Three days before Christmas, a Board of Inquiry appointed under the Ontario Human Rights Code released a decision that had been pending for almost two years. In Kearney v. Bramalea Ltd., the board held that three landlords had discriminated against prospective tenants on the basis of sex, age, citizenship and several other grounds. Their crime? They had refused to rent apartments to applicants whose rental payments would exceed specified percentages of their monthly income (25%, 30% or 36%, depending on the landlord).
This outcome was not unexpected. In fact, while the board procrastinated, the Ontario government took steps to override its anticipated ruling, amending the Human Rights Code in 1997 to allow the government to allow landlords certain forms of income screening.
Yet the case nevertheless has consequences. It will be cited as a precedent in subsequent attempts to push the envelope of human rights law even further into absurdity. Its rationale will be applied not only to landlords, but also to banks, finance companies and potentially to every business serving consumers.
The board's finding of discrimination may seem far-fetched to the average person. After all, a rent-to-income ratio sounds like a pretty objective test. It can be either passed or failed by individuals of both sexes, all races, any age or any nationality. But in the brave new world of what passes for human rights law these days, objectivity doesn't matter.
Instead, Ontario's Human Rights Code has adopted the notion of "systemic" or "adverse impact" discrimination. If it can be shown that the landlord's rule — despite its surface neutrality – affects one group of people more than another, it's considered discriminatory. For example: People under 25 generally have lower incomes than people aged 45. Obviously, a younger person is likelier to fail the landlord's screening test. The board says the test discriminates on the basis of age.
With this reasoning, can a landlord do any screening that escapes the taint of discrimination? What about demanding a credit rating or employment history? Oh, no — this too would discriminate against young people, refugees or welfare recipients who had never established such credentials.
This very argument was made before the board by lawyer Elizabeth Symes, who wanted virtually all forms of income screening declared illegal. The board declined, saying that alternative screening methods were "beyond the scope of the complaints before us," but it hinted repeatedly that landlords would not fare well should some would-be tenant ever complain of such practices.
Given that kind of encouragement, it's not hard to imagine where this systemic discrimination "reasoning" might lead among those hostile to the institution of the marketplace.
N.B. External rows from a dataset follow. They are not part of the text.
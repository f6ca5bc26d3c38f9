//! Command templates for shell based platform hooks

use std::process::Output;

use tokio::process::Command;
use tracing::debug;

use crate::errors::AgentError;

/// A whitespace separated command line with `{name}` placeholders
#[derive(Debug, Clone, PartialEq, Eq)]
pub struct CommandTemplate {
    program: String,
    args: Vec<String>,
}

impl CommandTemplate {
    pub fn parse(template: &str) -> Result<Self, AgentError> {
        let mut parts = template.split_whitespace().map(str::to_string);
        let program = parts
            .next()
            .ok_or_else(|| AgentError::ConfigError("empty command template".to_string()))?;
        Ok(Self {
            program,
            args: parts.collect(),
        })
    }

    /// Parse an optional template from settings
    pub fn parse_opt(template: Option<&String>) -> Result<Option<Self>, AgentError> {
        template.map(|t| Self::parse(t)).transpose()
    }

    /// A copy with extra trailing arguments
    pub fn with_args(&self, extra: &[&str]) -> Self {
        let mut next = self.clone();
        next.args.extend(extra.iter().map(|arg| arg.to_string()));
        next
    }

    /// Substitute placeholders; each argument stays a single argv entry
    pub fn render(&self, vars: &[(&str, &str)]) -> (String, Vec<String>) {
        let args = self
            .args
            .iter()
            .map(|arg| {
                vars.iter().fold(arg.clone(), |acc, (name, value)| {
                    acc.replace(&format!("{{{}}}", name), value)
                })
            })
            .collect();
        (self.program.clone(), args)
    }

    /// Run the command and capture its output
    pub async fn output(&self, vars: &[(&str, &str)]) -> Result<Output, AgentError> {
        let (program, args) = self.render(vars);
        debug!("Running hook: {} {:?}", program, args);
        let output = Command::new(&program)
            .args(&args)
            .kill_on_drop(true)
            .output()
            .await?;
        Ok(output)
    }

    /// Run the command, failing on a non-zero exit status
    pub async fn run(&self, vars: &[(&str, &str)]) -> Result<String, AgentError> {
        let output = self.output(vars).await?;
        if !output.status.success() {
            let stderr = String::from_utf8_lossy(&output.stderr);
            return Err(AgentError::Internal(format!(
                "{} exited with {}: {}",
                self.program,
                output.status,
                stderr.trim()
            )));
        }
        Ok(String::from_utf8_lossy(&output.stdout).into_owned())
    }
}
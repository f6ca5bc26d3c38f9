//! Management server response envelope

use serde::{Deserialize, Serialize};

/// Literal status marker of a successful response
pub const STATUS_OK: &str = "OK";

/// Envelope wrapping every management server payload
#[derive(Debug, Clone, Serialize, Deserialize)]
pub struct ServerResponse<T> {
    pub status: String,

    #[serde(default)]
    pub message: Option<String>,

    pub data: Option<T>,
}

impl<T> ServerResponse<T> {
    pub fn is_ok(&self) -> bool {
        self.status == STATUS_OK
    }

    /// The payload, only when the status marker is the success literal
    pub fn into_ok_data(self) -> Option<T> {
        if self.is_ok() {
            self.data
        } else {
            None
        }
    }
}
Charging a deposit for first and last months' rent would obviously discriminate against those who can't afford the deposit. Even fixing the rent at a specific price — say, $700 per month — discriminates against those who can't afford it. And among those who can't afford it, we are likely to find a higher than average representation of young people, refugees, welfare recipients and possibly several other categories of protected minority groups.
Taken to its logical conclusion, a landlord could avoid discriminating against people in these protected categories onlyF by giving away free apartments, no questions asked and no strings attached, to anyone who wanted one.
Similarly, a supermarket could be considered guilty of age discrimination by setting the price of filet mignon at double the price of ground beef. This dastardly deed virtually guarantees that a higher percentage of 45-year-olds will dine on steak while the under-25 crowd chokes down hamburger.
Human rights zealots will undoubtedly protest that they would never go this far. The law permits businesses to engage in practices that would constitute systemic discrimination if those practices are "reasonable and bona fide in the circumstances." But there's another catch -- the Code permits a finding of reasonableness and good faith only if it's impossible to accommodate the demands of the person discriminated against without "undue hardship."
How does this work in practice? In a 1995 case, the board held that it was not undue hardship to force a chiropractor to spend $20,000 renovating his office building to accommodate one prospective wheelchair-bound patient who had sought treatment seven years earlier. The board rejected the chiropractor's much less expensive solution of making house calls.
This law ultimately grants the Human Rights Commission extensive control over every consumer transaction and employment contract in the province. No longer can business enterprises determine their own credit-granting criteria or even their own capital expenditures. Only the Commission's limited budget prevents it from assuming its role of economic dictator. In the federal arena, the head human rights commissioner has been campaigning to forbid poverty as an explicit ground of discrimination. What other purpose could this serve except to facilitate an attack on businesses' right to set their own prices?
Every country that has ever engaged in command-and-control economy has ended up an economic basket case. Canada's respect for the traditional human rights of private property and freedom of contract gave us our economic prosperity. The newly minted privilege to be free from "systemic discrimination" overrides the system of free markets and free minds that make prosperity possible. We don't need another experiment to demonstrate that allowing a government agency to usurp businesses' decision-making process is a recipe for economic disaster.
Instead of trying to undo the damage caused by the Human Rights Code on a case-by-case basis, or keeping it in check by a tight grip on the Commission's purse-strings, the Ontario government should simply repeal this dangerous law before it fully unleashes its destructive power on us.